God, did my David ever know how to lay on the charm! He did have a valid point, however. A mezuzah is a tiny prayer scroll inside an ornate box that is prominently hung on the doorposts of Jewish people’s homes. Not only does it fulfill one of God’s commandments - to display His word on the doorposts of one’s house - but it also shows one’s solidarity with the Jewish people. Even Danny and I, with our more secular views of Judaism, had a mezuzah on the doorpost of our dorm room. Perhaps it was just as important to show our solidarity with our fellow LGBT students by hanging David’s poster outside our dorm room?

“OK,” I agreed, “Let’s do it!”

David got a huge grin on his face as he got out the transparent tape and we set about affixing the poster to the outside of our dorm room door. Yup, if anyone didn’t know we were gay before, they’d know it now.

Our task accomplished, we went back to talking about the different classes we’d had that day, the classes we had yet to attend, and college life in general as we continued to listen to music. Eventually, our talking was combined with cuddling and kissing, and it was not long before we’d made ourselves more comfortable by stripping down to our boxers.
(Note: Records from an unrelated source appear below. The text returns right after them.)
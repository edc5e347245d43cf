//! Report Repository
//!
//! Every status transition is a single `UPDATE ... WHERE id = ? AND
//! status = ?` — the expected-current-status precondition turns a lost race
//! into zero affected rows instead of a silent overwrite. Callers treat
//! zero rows as a transition conflict.

use super::{RepoError, RepoResult};
use shared::models::{PeriodType, Report, ReportCreate, ReportStatus};
use shared::snowflake_id;
use sqlx::SqlitePool;

const COLUMNS: &str = "id, account_id, department_id, period_type, period_key, content, status, \
    employee_signature, supervisor_signature, head_signature, manager_signature, \
    supervisor_comment, head_comment, manager_comment, rejected_by, rejection_comment, \
    submitted_at, created_at, updated_at";

pub async fn find_by_id(pool: &SqlitePool, id: i64) -> RepoResult<Option<Report>> {
    let sql = format!("SELECT {COLUMNS} FROM report WHERE id = ?");
    let report = sqlx::query_as::<_, Report>(&sql)
        .bind(id)
        .fetch_optional(pool)
        .await?;
    Ok(report)
}

pub async fn find_by_account_period(
    pool: &SqlitePool,
    account_id: i64,
    period_type: PeriodType,
    period_key: &str,
) -> RepoResult<Option<Report>> {
    let sql = format!(
        "SELECT {COLUMNS} FROM report \
         WHERE account_id = ? AND period_type = ? AND period_key = ?"
    );
    let report = sqlx::query_as::<_, Report>(&sql)
        .bind(account_id)
        .bind(period_type)
        .bind(period_key)
        .fetch_optional(pool)
        .await?;
    Ok(report)
}

pub async fn find_by_account(
    pool: &SqlitePool,
    account_id: i64,
    period_type: Option<PeriodType>,
    limit: i32,
) -> RepoResult<Vec<Report>> {
    let reports = match period_type {
        Some(pt) => {
            let sql = format!(
                "SELECT {COLUMNS} FROM report WHERE account_id = ? AND period_type = ? \
                 ORDER BY created_at DESC LIMIT ?"
            );
            sqlx::query_as::<_, Report>(&sql)
                .bind(account_id)
                .bind(pt)
                .bind(limit)
                .fetch_all(pool)
                .await?
        }
        None => {
            let sql = format!(
                "SELECT {COLUMNS} FROM report WHERE account_id = ? \
                 ORDER BY created_at DESC LIMIT ?"
            );
            sqlx::query_as::<_, Report>(&sql)
                .bind(account_id)
                .bind(limit)
                .fetch_all(pool)
                .await?
        }
    };
    Ok(reports)
}

/// Supervisor review queue: SUBMITTED reports by non-management authors.
pub async fn supervisor_queue(pool: &SqlitePool) -> RepoResult<Vec<Report>> {
    let sql = format!(
        "SELECT r.{} FROM report r JOIN account a ON a.id = r.account_id \
         WHERE r.status = 'SUBMITTED' AND a.role NOT IN ('MANAGER', 'ADMINISTRATOR') \
         ORDER BY r.submitted_at ASC",
        COLUMNS.replace(", ", ", r.")
    );
    let reports = sqlx::query_as::<_, Report>(&sql).fetch_all(pool).await?;
    Ok(reports)
}

/// Department-head queue: REVIEWED reports, plus SUBMITTED reports whose
/// authors skip the supervisor tier (SQL form of
/// [`shared::models::report::skips_supervisor_tier`]).
pub async fn head_queue(pool: &SqlitePool) -> RepoResult<Vec<Report>> {
    let sql = format!(
        "SELECT r.{} FROM report r JOIN account a ON a.id = r.account_id \
         WHERE r.status = 'REVIEWED' \
            OR (r.status = 'SUBMITTED' AND a.role IN ('MANAGER', 'ADMINISTRATOR')) \
         ORDER BY r.submitted_at ASC",
        COLUMNS.replace(", ", ", r.")
    );
    let reports = sqlx::query_as::<_, Report>(&sql).fetch_all(pool).await?;
    Ok(reports)
}

/// Manager final-action queue: everything ready for final sign-off.
pub async fn manager_queue(pool: &SqlitePool) -> RepoResult<Vec<Report>> {
    let sql = format!(
        "SELECT {COLUMNS} FROM report \
         WHERE status IN ('REVIEWED', 'HEAD_REVIEWED') \
         ORDER BY submitted_at ASC"
    );
    let reports = sqlx::query_as::<_, Report>(&sql).fetch_all(pool).await?;
    Ok(reports)
}

/// Create a report. With a signature it is born SUBMITTED (manual same-day
/// submission), without one it is a DRAFT (automation).
pub async fn create(
    pool: &SqlitePool,
    account_id: i64,
    department_id: Option<i64>,
    data: &ReportCreate,
    now: i64,
) -> RepoResult<Report> {
    let id = snowflake_id();
    let (status, submitted_at) = match &data.signature {
        Some(_) => (ReportStatus::Submitted, Some(now)),
        None => (ReportStatus::Draft, None),
    };

    let result = sqlx::query(
        "INSERT INTO report (id, account_id, department_id, period_type, period_key, content, \
         status, employee_signature, submitted_at, created_at, updated_at) \
         VALUES (?, ?, ?, ?, ?, ?, ?, ?, ?, ?, ?)",
    )
    .bind(id)
    .bind(account_id)
    .bind(department_id)
    .bind(data.period_type)
    .bind(&data.period_key)
    .bind(&data.content)
    .bind(status)
    .bind(&data.signature)
    .bind(submitted_at)
    .bind(now)
    .bind(now)
    .execute(pool)
    .await;

    match result {
        Ok(_) => find_by_id(pool, id)
            .await?
            .ok_or_else(|| RepoError::Database("Failed to create report".into())),
        Err(e) => match RepoError::from(e) {
            RepoError::Duplicate(_) => Err(RepoError::Duplicate(format!(
                "A {} report for {} already exists",
                data.period_type, data.period_key
            ))),
            other => Err(other),
        },
    }
}

/// DRAFT → SUBMITTED
pub async fn mark_submitted(
    pool: &SqlitePool,
    id: i64,
    signature: &str,
    now: i64,
) -> RepoResult<bool> {
    let result = sqlx::query(
        "UPDATE report SET status = 'SUBMITTED', employee_signature = ?, submitted_at = ?, \
         updated_at = ? WHERE id = ? AND status = 'DRAFT'",
    )
    .bind(signature)
    .bind(now)
    .bind(now)
    .bind(id)
    .execute(pool)
    .await?;
    Ok(result.rows_affected() > 0)
}

/// SUBMITTED → REVIEWED (supervisor tier)
pub async fn mark_reviewed(
    pool: &SqlitePool,
    id: i64,
    signature: &str,
    comment: Option<&str>,
    now: i64,
) -> RepoResult<bool> {
    let result = sqlx::query(
        "UPDATE report SET status = 'REVIEWED', supervisor_signature = ?, \
         supervisor_comment = ?, updated_at = ? WHERE id = ? AND status = 'SUBMITTED'",
    )
    .bind(signature)
    .bind(comment)
    .bind(now)
    .bind(id)
    .execute(pool)
    .await?;
    Ok(result.rows_affected() > 0)
}

/// {REVIEWED | SUBMITTED-by-management} → HEAD_REVIEWED (head tier).
/// The engine validates `expected` against the skip policy before calling.
pub async fn mark_head_reviewed(
    pool: &SqlitePool,
    id: i64,
    expected: ReportStatus,
    signature: &str,
    comment: Option<&str>,
    now: i64,
) -> RepoResult<bool> {
    let result = sqlx::query(
        "UPDATE report SET status = 'HEAD_REVIEWED', head_signature = ?, head_comment = ?, \
         updated_at = ? WHERE id = ? AND status = ?",
    )
    .bind(signature)
    .bind(comment)
    .bind(now)
    .bind(id)
    .bind(expected)
    .execute(pool)
    .await?;
    Ok(result.rows_affected() > 0)
}

/// {REVIEWED | HEAD_REVIEWED} → APPROVED (manager tier)
pub async fn mark_approved(
    pool: &SqlitePool,
    id: i64,
    expected: ReportStatus,
    signature: &str,
    comment: Option<&str>,
    now: i64,
) -> RepoResult<bool> {
    let result = sqlx::query(
        "UPDATE report SET status = 'APPROVED', manager_signature = ?, manager_comment = ?, \
         updated_at = ? WHERE id = ? AND status = ?",
    )
    .bind(signature)
    .bind(comment)
    .bind(now)
    .bind(id)
    .bind(expected)
    .execute(pool)
    .await?;
    Ok(result.rows_affected() > 0)
}

/// {SUBMITTED | REVIEWED | HEAD_REVIEWED} → REJECTED (terminal)
pub async fn mark_rejected(
    pool: &SqlitePool,
    id: i64,
    expected: ReportStatus,
    rejected_by: i64,
    comment: Option<&str>,
    now: i64,
) -> RepoResult<bool> {
    let result = sqlx::query(
        "UPDATE report SET status = 'REJECTED', rejected_by = ?, rejection_comment = ?, \
         updated_at = ? WHERE id = ? AND status = ?",
    )
    .bind(rejected_by)
    .bind(comment)
    .bind(now)
    .bind(id)
    .bind(expected)
    .execute(pool)
    .await?;
    Ok(result.rows_affected() > 0)
}

/// Daily reports of one account in a period_key range (keys sort
/// lexicographically as dates), oldest first. Feeds weekly/monthly drafts.
pub async fn find_daily_in_key_range(
    pool: &SqlitePool,
    account_id: i64,
    from_key: &str,
    to_key: &str,
) -> RepoResult<Vec<Report>> {
    let sql = format!(
        "SELECT {COLUMNS} FROM report \
         WHERE account_id = ? AND period_type = 'DAILY' \
         AND period_key >= ? AND period_key <= ? \
         AND status != 'REJECTED' \
         ORDER BY period_key ASC"
    );
    let reports = sqlx::query_as::<_, Report>(&sql)
        .bind(account_id)
        .bind(from_key)
        .bind(to_key)
        .fetch_all(pool)
        .await?;
    Ok(reports)
}

/// Whether a daily report at or past SUBMITTED exists for (assignee, date) —
/// the task-lock predicate.
pub async fn daily_lock_exists(
    pool: &SqlitePool,
    account_id: i64,
    work_date: &str,
) -> RepoResult<bool> {
    let count: i64 = sqlx::query_scalar(
        "SELECT COUNT(*) FROM report \
         WHERE account_id = ? AND period_type = 'DAILY' AND period_key = ? \
         AND status IN ('SUBMITTED', 'REVIEWED', 'HEAD_REVIEWED', 'APPROVED')",
    )
    .bind(account_id)
    .bind(work_date)
    .fetch_one(pool)
    .await?;
    Ok(count > 0)
}

/// One member report row feeding a departmental rollup.
#[derive(Debug, Clone, sqlx::FromRow)]
pub struct MemberReport {
    pub account_id: i64,
    pub display_name: String,
    pub content: String,
}

/// Member reports of a department qualifying for a rollup. The qualifying
/// status set differs per period type and is supplied by the aggregator.
pub async fn find_qualifying_for_rollup(
    pool: &SqlitePool,
    department_id: i64,
    period_type: PeriodType,
    period_key: &str,
    statuses: &[ReportStatus],
) -> RepoResult<Vec<MemberReport>> {
    let placeholders = statuses.iter().map(|_| "?").collect::<Vec<_>>().join(", ");
    let sql = format!(
        "SELECT r.account_id, a.display_name, r.content \
         FROM report r JOIN account a ON a.id = r.account_id \
         WHERE a.department_id = ? AND r.period_type = ? AND r.period_key = ? \
         AND r.status IN ({placeholders}) \
         ORDER BY a.display_name, r.account_id"
    );

    let mut query = sqlx::query_as::<_, MemberReport>(&sql)
        .bind(department_id)
        .bind(period_type)
        .bind(period_key);
    for status in statuses {
        query = query.bind(*status);
    }

    let rows = query.fetch_all(pool).await?;
    Ok(rows)
}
Soon, I was playing with the wonderfully soft, curly hair on David’s head and he was playing with the hair on my chest, and our occasional kisses led to full-fledged making out. It was in the midst of this that I thought of the irony of the situation, and began to laugh.

“What’s so funny,” David asked with a little laugh of his own.

“I was just thinking of how your dad sent you here to try to make you straight, and instead, you’re now living with your boyfriend, and prolly getting a hell of a lot more gay sex than you ever would have had you stayed back in New York.”

“True that,” David agreed. “’Course losing a hand was a fuckin’ heavy price to pay for it, but I’m happy, Danny boy. I’m happier than I’ve ever been in my life. Being together with you has made leaving home, living here and, yes, even losing my hand worth it in the end.”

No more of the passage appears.